Memes are easy. Take one unit of social information down, pass it around, 99 units of social information on the wall.
They’re also usually retardiculous. This week’s meme being passed along on Facebook coincided with Obama’s speech attempted to justify, well, doing nothing ever:
Remember when teachers, public employees, Planned Parenthood, and PBS crashed the stock market, wiped out half of our 401Ks, took trillions in TARP money, spilled oil in the Gulf of Mexico, gave themselves billions in bonuses, and paid no taxes? Yeah, me neither.
It’s difficult to know where to begin in even processing this. The whiplash that I feel from the misdirection of the red herring? The ridiculous appeal to emotion? The fact that there are actually people who noddingly agree with and pass along a statement that barely makes an argument and never approaches making sense?
Truthfully, the biggest question in my head is: so?
Public employee pensions may not have caused the economic downturn, but the deficits they’re causing sure aren’t helping the recovery.
Planned parenthood and PBS didn’t create TARP, cause the downturn or spill oil in the gulf, but they are a symptom of the same disease: a bloated federal government.
These things don’t exist in a vacuum. The same government that created a housing bubble is the same government that agreed to unsustainable pension obligations is the same government that socialized the risk of deepwater drilling is the same government that created TARP is the same government that can’t find any real way to cut the deficit.
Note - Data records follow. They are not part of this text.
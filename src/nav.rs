use itertools::Itertools;

use crate::geo::LatLon;

mod cache;

pub use self::cache::DistanceCache;

pub const EARTH_RADIUS_NM: f64 = 3440.065;

/// Angular distances below this (radians) are treated as coincident points.
const ANGULAR_EPSILON: f64 = 1e-12;

#[derive(Clone, Copy, Debug, PartialEq, Eq)]
pub enum WaypointRole {
    Departure,
    Enroute,
    Arrival,
    VfrPoint,
}

#[derive(Clone, Debug, PartialEq)]
pub struct Waypoint {
    pub id: String,
    pub name: String,
    pub position: LatLon,
    pub elevation_ft: Option<f64>,
    pub role: WaypointRole,
}

impl Waypoint {
    pub fn new<S: Into<String>>(name: S, position: LatLon, role: WaypointRole) -> Self {
        let name = name.into();
        Waypoint {
            id: name.clone(),
            name,
            position,
            elevation_ft: None,
            role,
        }
    }
}

fn clamp_unit(x: f64) -> f64 {
    x.max(-1.0).min(1.0)
}

fn normalize_degrees(deg: f64) -> f64 {
    let d = deg % 360.0;
    if d < 0.0 {
        d + 360.0
    } else {
        d
    }
}

fn normalize_lon(lon: f64) -> f64 {
    (lon + 540.0) % 360.0 - 180.0
}

fn angular_distance(p1: LatLon, p2: LatLon) -> f64 {
    let lat1 = p1.lat.to_radians();
    let lat2 = p2.lat.to_radians();
    let d_lat = lat2 - lat1;
    let d_lon = (p2.lon - p1.lon).to_radians();

    let a = (d_lat / 2.0).sin().powi(2) + lat1.cos() * lat2.cos() * (d_lon / 2.0).sin().powi(2);
    let a = a.max(0.0).min(1.0);
    2.0 * a.sqrt().atan2((1.0 - a).sqrt())
}

pub fn distance(p1: LatLon, p2: LatLon) -> f64 {
    if p1 == p2 {
        return 0.0;
    }
    EARTH_RADIUS_NM * angular_distance(p1, p2)
}

/// Initial true course from `p1` to `p2`, in [0, 360).
pub fn bearing(p1: LatLon, p2: LatLon) -> f64 {
    let lat1 = p1.lat.to_radians();
    let lat2 = p2.lat.to_radians();
    let d_lon = (p2.lon - p1.lon).to_radians();

    let y = d_lon.sin() * lat2.cos();
    let x = lat1.cos() * lat2.sin() - lat1.sin() * lat2.cos() * d_lon.cos();
    normalize_degrees(y.atan2(x).to_degrees())
}

pub fn total_distance(points: &[LatLon]) -> f64 {
    points
        .iter()
        .tuple_windows()
        .map(|(a, b)| distance(*a, *b))
        .sum()
}

pub fn destination(origin: LatLon, distance_nm: f64, bearing_deg: f64) -> LatLon {
    let delta = distance_nm / EARTH_RADIUS_NM;
    let theta = bearing_deg.to_radians();
    let lat1 = origin.lat.to_radians();
    let lon1 = origin.lon.to_radians();

    let lat2 = clamp_unit(lat1.sin() * delta.cos() + lat1.cos() * delta.sin() * theta.cos()).asin();
    let lon2 = lon1
        + (theta.sin() * delta.sin() * lat1.cos()).atan2(delta.cos() - lat1.sin() * lat2.sin());

    LatLon::new(lat2.to_degrees(), normalize_lon(lon2.to_degrees()))
}

pub fn midpoint(p1: LatLon, p2: LatLon) -> LatLon {
    let lat1 = p1.lat.to_radians();
    let lat2 = p2.lat.to_radians();
    let lon1 = p1.lon.to_radians();
    let d_lon = (p2.lon - p1.lon).to_radians();

    let bx = lat2.cos() * d_lon.cos();
    let by = lat2.cos() * d_lon.sin();
    let lat = (lat1.sin() + lat2.sin()).atan2(((lat1.cos() + bx).powi(2) + by.powi(2)).sqrt());
    let lon = lon1 + by.atan2(lat1.cos() + bx);

    LatLon::new(lat.to_degrees(), normalize_lon(lon.to_degrees()))
}

pub fn interpolate(p1: LatLon, p2: LatLon, fraction: f64) -> LatLon {
    let f = fraction.max(0.0).min(1.0);
    if f == 0.0 {
        return p1;
    }
    if f == 1.0 {
        return p2;
    }

    let delta = angular_distance(p1, p2);
    if delta < ANGULAR_EPSILON {
        return p1;
    }

    let lat1 = p1.lat.to_radians();
    let lon1 = p1.lon.to_radians();
    let lat2 = p2.lat.to_radians();
    let lon2 = p2.lon.to_radians();

    let a = ((1.0 - f) * delta).sin() / delta.sin();
    let b = (f * delta).sin() / delta.sin();
    let x = a * lat1.cos() * lon1.cos() + b * lat2.cos() * lon2.cos();
    let y = a * lat1.cos() * lon1.sin() + b * lat2.cos() * lon2.sin();
    let z = a * lat1.sin() + b * lat2.sin();

    let lat = z.atan2((x * x + y * y).sqrt());
    let lon = y.atan2(x);
    LatLon::new(lat.to_degrees(), lon.to_degrees())
}

/// Distance from `point` to the segment `start`-`end`, in nautical miles.
/// Off the ends of the segment this is the distance to the nearer endpoint.
pub fn cross_track_distance(point: LatLon, start: LatLon, end: LatLon) -> f64 {
    let d12 = angular_distance(start, end);
    if d12 < ANGULAR_EPSILON {
        return distance(point, start);
    }
    let d13 = angular_distance(start, point);
    if d13 < ANGULAR_EPSILON {
        return 0.0;
    }

    let theta12 = bearing(start, end).to_radians();
    let theta13 = bearing(start, point).to_radians();

    let xt = clamp_unit(d13.sin() * (theta13 - theta12).sin()).asin();
    let along = clamp_unit(d13.cos() / xt.cos()).acos() * (theta12 - theta13).cos().signum();

    if along < 0.0 {
        distance(point, start)
    } else if along > d12 {
        distance(point, end)
    } else {
        xt.abs() * EARTH_RADIUS_NM
    }
}

#[derive(Clone, Copy, Debug, PartialEq)]
pub struct WindSolution {
    /// Positive into the nose, negative for a tailwind.
    pub headwind: f64,
    /// Positive when the wind comes from the right of the course.
    pub crosswind: f64,
    /// Wind correction angle in degrees, positive to the right.
    pub correction_angle: f64,
    /// `None` when there is no airspeed to solve with.
    pub heading: Option<f64>,
    pub ground_speed: f64,
}

pub fn wind_triangle(tas: f64, course: f64, wind_from: f64, wind_speed: f64) -> WindSolution {
    let angle = (wind_from - course).to_radians();
    let headwind = wind_speed * angle.cos();
    let crosswind = wind_speed * angle.sin();

    if tas <= 0.0 {
        return WindSolution {
            headwind,
            crosswind,
            correction_angle: 0.0,
            heading: None,
            ground_speed: 0.0,
        };
    }

    // A crosswind stronger than the airspeed saturates at 90 degrees.
    let wca = clamp_unit(crosswind / tas).asin();
    let ground_speed = (tas * wca.cos() - headwind).max(0.0);

    WindSolution {
        headwind,
        crosswind,
        correction_angle: wca.to_degrees(),
        heading: Some(normalize_degrees(course + wca.to_degrees())),
        ground_speed,
    }
}

#[derive(Clone, Copy, Debug, PartialEq)]
pub struct Bisector {
    pub midpoint: LatLon,
    pub point1: LatLon,
    pub point2: LatLon,
    pub bearing: f64,
}

pub fn perpendicular_bisector(a: LatLon, b: LatLon) -> Bisector {
    let mid = midpoint(a, b);
    let reach = 2.0 * distance(a, b);
    // Course through the midpoint, so the perpendicular is the true bisector.
    let through = bearing(mid, b);

    Bisector {
        midpoint: mid,
        point1: destination(mid, reach, normalize_degrees(through + 90.0)),
        point2: destination(mid, reach, normalize_degrees(through - 90.0)),
        bearing: bearing(a, b),
    }
}

#[derive(Clone, Copy, Debug, PartialEq, Eq)]
pub enum Side {
    A,
    B,
}

/// Which end of A-B `point` belongs to. Approximated by the nearer endpoint;
/// equidistant points go to B.
pub fn side_of_bisector(point: LatLon, a: LatLon, b: LatLon) -> Side {
    if distance(point, a) < distance(point, b) {
        Side::A
    } else {
        Side::B
    }
}

/// Even-odd rule in planar (lon, lat), so not valid near the poles or across
/// the antimeridian. The ring may be open or closed.
pub fn point_in_polygon(point: LatLon, ring: &[LatLon]) -> bool {
    if ring.len() < 3 {
        return false;
    }

    let (x, y) = (point.lon, point.lat);
    let mut inside = false;
    let mut j = ring.len() - 1;
    for i in 0..ring.len() {
        let (xi, yi) = (ring[i].lon, ring[i].lat);
        let (xj, yj) = (ring[j].lon, ring[j].lat);
        if (yi > y) != (yj > y) && x < (xj - xi) * (y - yi) / (yj - yi) + xi {
            inside = !inside;
        }
        j = i;
    }
    inside
}

pub fn flight_time_hours(distance_nm: f64, ground_speed: f64) -> f64 {
    if ground_speed <= 0.0 || distance_nm <= 0.0 {
        0.0
    } else {
        distance_nm / ground_speed
    }
}

pub fn fuel_required(hours: f64, consumption_per_hour: f64) -> f64 {
    if hours <= 0.0 || consumption_per_hour <= 0.0 {
        0.0
    } else {
        hours * consumption_per_hour
    }
}

#[cfg(test)]
mod tests {
    use super::*;

    const STRASBOURG: LatLon = LatLon {
        lat: 48.5734,
        lon: 7.6287,
    };
    const PARIS: LatLon = LatLon {
        lat: 48.8566,
        lon: 2.3522,
    };
    const AJACCIO: LatLon = LatLon {
        lat: 41.9236,
        lon: 8.8029,
    };

    fn close(a: f64, b: f64, eps: f64) -> bool {
        (a - b).abs() < eps
    }

    #[test]
    fn distance_strasbourg_paris() {
        let d = distance(STRASBOURG, PARIS);
        assert!(close(d, 209.68, 0.5), "got {}", d);
    }

    #[test]
    fn legs_across_the_antimeridian() {
        let a = LatLon::new(10.0, 179.5);
        let b = LatLon::new(10.0, -179.5);

        let d = distance(a, b);
        assert!(close(d, 59.13, 0.05), "got {}", d);
        assert!(close(total_distance(&[a, b]), d, 1e-9));
        assert!(close(bearing(a, b), 90.0, 0.1));

        let mid = midpoint(a, b);
        assert!(close(mid.lon.abs(), 180.0, 1e-6), "got {:?}", mid);
        assert!(close(mid.lat, 10.0, 0.01));
        let half = interpolate(a, b, 0.5);
        assert!(close(half.lon.abs(), 180.0, 1e-6), "got {:?}", half);
        assert!(close(half.lat, mid.lat, 1e-9));

        assert!(cross_track_distance(LatLon::new(10.0, 180.0), a, b) < 0.1);
        let off = cross_track_distance(LatLon::new(10.5, -180.0), a, b);
        assert!(close(off, 30.0, 0.5), "got {}", off);
    }

    #[test]
    fn distance_is_a_metric() {
        assert_eq!(distance(PARIS, PARIS), 0.0);
        assert!(close(distance(PARIS, AJACCIO), distance(AJACCIO, PARIS), 1e-9));

        let direct = distance(STRASBOURG, AJACCIO);
        let via = distance(STRASBOURG, PARIS) + distance(PARIS, AJACCIO);
        assert!(direct <= via + 1e-9);
    }

    #[test]
    fn reciprocal_bearings() {
        // Close points so convergence of meridians stays small.
        let a = LatLon::new(48.50, 7.50);
        let b = LatLon::new(48.55, 7.60);
        let out = bearing(a, b);
        let back = bearing(b, a);
        assert!(close(normalize_degrees(back - out), 180.0, 0.1));
        assert!(out >= 0.0 && out < 360.0);
        assert!(close(bearing(LatLon::new(0.0, 0.0), LatLon::new(0.0, -1.0)), 270.0, 1e-9));
    }

    #[test]
    fn destination_inverts_distance_and_bearing() {
        let course = bearing(STRASBOURG, PARIS);
        let d = distance(STRASBOURG, PARIS);
        let arrived = destination(STRASBOURG, d, course);
        assert!(distance(arrived, PARIS) < 0.01);
    }

    #[test]
    fn interpolation_endpoints_and_midpoint() {
        assert_eq!(interpolate(STRASBOURG, PARIS, 0.0), STRASBOURG);
        assert_eq!(interpolate(STRASBOURG, PARIS, 1.0), PARIS);
        assert_eq!(interpolate(STRASBOURG, PARIS, -3.0), STRASBOURG);
        assert_eq!(interpolate(STRASBOURG, PARIS, 7.0), PARIS);
        assert_eq!(interpolate(PARIS, PARIS, 0.5), PARIS);

        let half = interpolate(STRASBOURG, PARIS, 0.5);
        let mid = midpoint(STRASBOURG, PARIS);
        assert!(distance(half, mid) < 1e-6);
        assert!(close(distance(STRASBOURG, half), distance(half, PARIS), 1e-6));
    }

    #[test]
    fn total_distance_sums_legs() {
        assert_eq!(total_distance(&[]), 0.0);
        assert_eq!(total_distance(&[PARIS]), 0.0);
        let legs = distance(STRASBOURG, PARIS) + distance(PARIS, AJACCIO);
        assert!(close(total_distance(&[STRASBOURG, PARIS, AJACCIO]), legs, 1e-9));
    }

    #[test]
    fn cross_track_on_and_off_segment() {
        let mid = interpolate(STRASBOURG, PARIS, 0.3);
        assert!(cross_track_distance(mid, STRASBOURG, PARIS) < 1e-6);
        assert_eq!(cross_track_distance(STRASBOURG, STRASBOURG, PARIS), 0.0);

        // One degree north of the equator, on a segment along the equator.
        let a = LatLon::new(0.0, 0.0);
        let b = LatLon::new(0.0, 2.0);
        let xt = cross_track_distance(LatLon::new(1.0, 1.0), a, b);
        assert!(close(xt, 60.04, 0.1), "got {}", xt);

        // Beyond either end the nearer endpoint is used.
        let behind = LatLon::new(0.0, -1.0);
        assert!(close(cross_track_distance(behind, a, b), distance(behind, a), 1e-9));
        let beyond = LatLon::new(0.5, 3.0);
        assert!(close(cross_track_distance(beyond, a, b), distance(beyond, b), 1e-9));

        // Zero-length segment.
        assert!(close(cross_track_distance(PARIS, a, a), distance(PARIS, a), 1e-9));
    }

    #[test]
    fn wind_straight_from_behind() {
        let w = wind_triangle(110.0, 90.0, 270.0, 20.0);
        assert!(close(w.headwind.abs(), 20.0, 1e-9));
        assert!(w.headwind < 0.0);
        assert!(close(w.crosswind, 0.0, 1e-9));
        assert!(close(w.ground_speed, 130.0, 1e-9));
        assert!(close(w.heading.unwrap(), 90.0, 1e-9));
    }

    #[test]
    fn wind_from_the_right_turns_heading_right() {
        let w = wind_triangle(100.0, 0.0, 90.0, 20.0);
        assert!(close(w.crosswind, 20.0, 1e-9));
        assert!(close(w.correction_angle, (0.2f64).asin().to_degrees(), 1e-9));
        assert!(close(w.heading.unwrap(), 11.537, 1e-3));
        assert!(w.ground_speed < 100.0);

        let w = wind_triangle(100.0, 10.0, 270.0, 20.0);
        assert!(w.heading.unwrap() < 10.0);
    }

    #[test]
    fn wind_without_airspeed() {
        let w = wind_triangle(0.0, 90.0, 0.0, 15.0);
        assert_eq!(w.heading, None);
        assert_eq!(w.ground_speed, 0.0);

        let w = wind_triangle(20.0, 0.0, 90.0, 40.0);
        assert!(close(w.correction_angle, 90.0, 1e-9));
    }

    #[test]
    fn bisector_and_sides() {
        let a = LatLon::new(45.0, 5.0);
        let b = LatLon::new(45.0, 6.0);
        let bis = perpendicular_bisector(a, b);
        assert!(close(bis.bearing, bearing(a, b), 1e-12));
        assert!(close(distance(bis.midpoint, bis.point1), 2.0 * distance(a, b), 1e-6));
        assert!(close(distance(bis.point1, a), distance(bis.point1, b), 1e-3));

        assert_eq!(side_of_bisector(LatLon::new(45.0, 5.2), a, b), Side::A);
        assert_eq!(side_of_bisector(LatLon::new(45.0, 5.8), a, b), Side::B);
        assert_eq!(side_of_bisector(bis.midpoint, a, a), Side::B);
    }

    #[test]
    fn point_in_polygon_is_order_independent() {
        let square = vec![
            LatLon::new(48.0, 7.0),
            LatLon::new(48.0, 8.0),
            LatLon::new(49.0, 8.0),
            LatLon::new(49.0, 7.0),
            LatLon::new(48.0, 7.0),
        ];
        let inside = LatLon::new(48.5, 7.5);
        let outside = LatLon::new(49.5, 7.5);

        let open = &square[..4];
        for shift in 0..4 {
            let mut rotated = open.to_vec();
            rotated.rotate_left(shift);
            assert!(point_in_polygon(inside, &rotated));
            assert!(!point_in_polygon(outside, &rotated));
            rotated.reverse();
            assert!(point_in_polygon(inside, &rotated));
            assert!(!point_in_polygon(outside, &rotated));
        }
        assert!(point_in_polygon(inside, &square));
        assert!(!point_in_polygon(inside, &square[..2]));
    }

    #[test]
    fn time_and_fuel() {
        assert!(close(flight_time_hours(210.0, 105.0), 2.0, 1e-12));
        assert_eq!(flight_time_hours(210.0, 0.0), 0.0);
        assert!(close(fuel_required(2.0, 25.0), 50.0, 1e-12));
        assert_eq!(fuel_required(2.0, -1.0), 0.0);
    }
}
We are out of money. Fighting to keep the status quo, whether in a stupid Facebook post or by marching on Madison, is a losing battle. Doing that fighting through incoherent memes and red herrings and emotional appeals and all manner of logical fallacies just compounds the problem because we’re now in a place where sarcastic questions with implied arguments passed around on Facebook are what passes for discussion.
The state isn’t magical. It can’t spend us into prosperity. And it can’t not change its spending habits and somehow eliminate our crushing and unsustainable debt and deficits.